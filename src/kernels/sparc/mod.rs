//! SPARC T4 kernel.
//!
//! The T4 crypto unit exposes the AES round as an `aes_eround01` /
//! `aes_eround23` pair over float-register halves. Blocks and keys travel
//! through memory so the byte order the engine consumes matches what the
//! scalar side sees; the little-endian lane helpers handle the swabs around
//! the index computation and the widening multiply.

#![allow(unsafe_code)]

use core::arch::asm;

use crate::kernels::aes;
use crate::kernels::constants::{
    AES_BLOCK_SIZE, INIT_SIZE_BYTE, KEY_BUFFER_SIZE, MEMORY, STATE_SIZE,
};
use crate::kernels::{init_ab, load64, round_keys, state_index, store64, widening_mul, RoundEngine};

pub static ENGINE: RoundEngine = RoundEngine {
    name: "sparc-t4",
    expand_keys: aes::expand_keys,
    explode,
    iterate,
    implode,
    aes_round,
};

/// One AES round, in place. Both eround halves read the whole input state,
/// so the results land in separate registers before the write-back.
#[inline]
fn eround(block: &mut [u8; 16], key: &[u8; 16]) {
    // SAFETY: reads 16 bytes from each pointer, writes 16 back to `block`;
    // both are valid for that range. The eround instructions are present on
    // every T4+ part this engine is built for.
    unsafe {
        asm!(
            "ldd [{key}], %f0",
            "ldd [{key} + 8], %f2",
            "ldd [{blk}], %f4",
            "ldd [{blk} + 8], %f6",
            "aes_eround01 %f0, %f4, %f6, %f8",
            "aes_eround23 %f2, %f4, %f6, %f10",
            "std %f8, [{blk}]",
            "std %f10, [{blk} + 8]",
            blk = in(reg) block.as_mut_ptr(),
            key = in(reg) key.as_ptr(),
            out("f0") _,
            out("f2") _,
            out("f4") _,
            out("f6") _,
            out("f8") _,
            out("f10") _,
            options(nostack),
        );
    }
}

fn aes_round(block: &[u8; 16], key: &[u8; 16]) -> [u8; 16] {
    let mut out = *block;
    eround(&mut out, key);
    out
}

fn explode(scratchpad: &mut [u8], state: &[u8; STATE_SIZE], keys: &[u8; KEY_BUFFER_SIZE]) {
    debug_assert_eq!(scratchpad.len(), MEMORY);
    let rk = round_keys(keys);

    let mut text = [0u8; INIT_SIZE_BYTE];
    text.copy_from_slice(&state[64..64 + INIT_SIZE_BYTE]);

    for row in scratchpad.chunks_exact_mut(INIT_SIZE_BYTE) {
        for block in text.chunks_exact_mut(AES_BLOCK_SIZE) {
            let mut b = [0u8; 16];
            b.copy_from_slice(block);
            for key in &rk {
                eround(&mut b, key);
            }
            block.copy_from_slice(&b);
        }
        row.copy_from_slice(&text);
    }
}

fn iterate(scratchpad: &mut [u8], state: &[u8; STATE_SIZE], turns: usize) {
    debug_assert_eq!(scratchpad.len(), MEMORY);
    let (mut a, mut b) = init_ab(state);

    for _ in 0..turns {
        let index0 = state_index(load64(&a, 0));
        let mut c = [0u8; 16];
        c.copy_from_slice(&scratchpad[index0..index0 + 16]);
        eround(&mut c, &a);
        for (dst, (&c_byte, &b_byte)) in scratchpad[index0..index0 + 16]
            .iter_mut()
            .zip(c.iter().zip(b.iter()))
        {
            *dst = c_byte ^ b_byte;
        }

        let index1 = state_index(load64(&c, 0));
        let d0 = load64(&scratchpad[index1..index1 + 16], 0);
        let d1 = load64(&scratchpad[index1..index1 + 16], 1);

        let (hi, lo) = widening_mul(load64(&c, 0), d0);
        let hi = hi.wrapping_add(load64(&a, 0));
        let lo = lo.wrapping_add(load64(&a, 1));

        store64(&mut scratchpad[index1..index1 + 16], 0, hi);
        store64(&mut scratchpad[index1..index1 + 16], 1, lo);
        store64(&mut a, 0, d0 ^ hi);
        store64(&mut a, 1, d1 ^ lo);
        b = c;
    }
}

fn implode(state: &mut [u8; STATE_SIZE], scratchpad: &[u8], keys: &[u8; KEY_BUFFER_SIZE]) {
    debug_assert_eq!(scratchpad.len(), MEMORY);
    let rk = round_keys(keys);

    for row in scratchpad.chunks_exact(INIT_SIZE_BYTE) {
        for (j, src) in row.chunks_exact(AES_BLOCK_SIZE).enumerate() {
            let offset = 64 + j * AES_BLOCK_SIZE;
            let mut b = [0u8; 16];
            for (dst, (&state_byte, &pad_byte)) in b
                .iter_mut()
                .zip(state[offset..offset + 16].iter().zip(src.iter()))
            {
                *dst = state_byte ^ pad_byte;
            }
            for key in &rk {
                eround(&mut b, key);
            }
            state[offset..offset + 16].copy_from_slice(&b);
        }
    }
}

#[cfg(test)]
mod tests {
    use super::*;
    use hex_literal::hex;
    use rand::RngCore;

    #[test]
    fn eround_matches_table_round() {
        let block = hex!("000102030405060708090a0b0c0d0e0f");
        assert_eq!(aes_round(&block, &[0u8; 16]), aes::aes_round(&block, &[0u8; 16]));
        assert_eq!(aes_round(&[0u8; 16], &[0u8; 16]), [0x63u8; 16]);

        let mut rng = rand::thread_rng();
        for _ in 0..256 {
            let mut block = [0u8; 16];
            let mut key = [0u8; 16];
            rng.fill_bytes(&mut block);
            rng.fill_bytes(&mut key);
            assert_eq!(aes_round(&block, &key), aes::aes_round(&block, &key));
        }
    }
}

◆ What you have to do:
Return the line that contains "rng.fill_bytes(&mut key);" along with every line after it through the end of the entries, exactly, adding nothing.

◆ Exercise response:
            rng.fill_bytes(&mut key);
            assert_eq!(aes_round(&block, &key), aes::aes_round(&block, &key));
        }
    }
}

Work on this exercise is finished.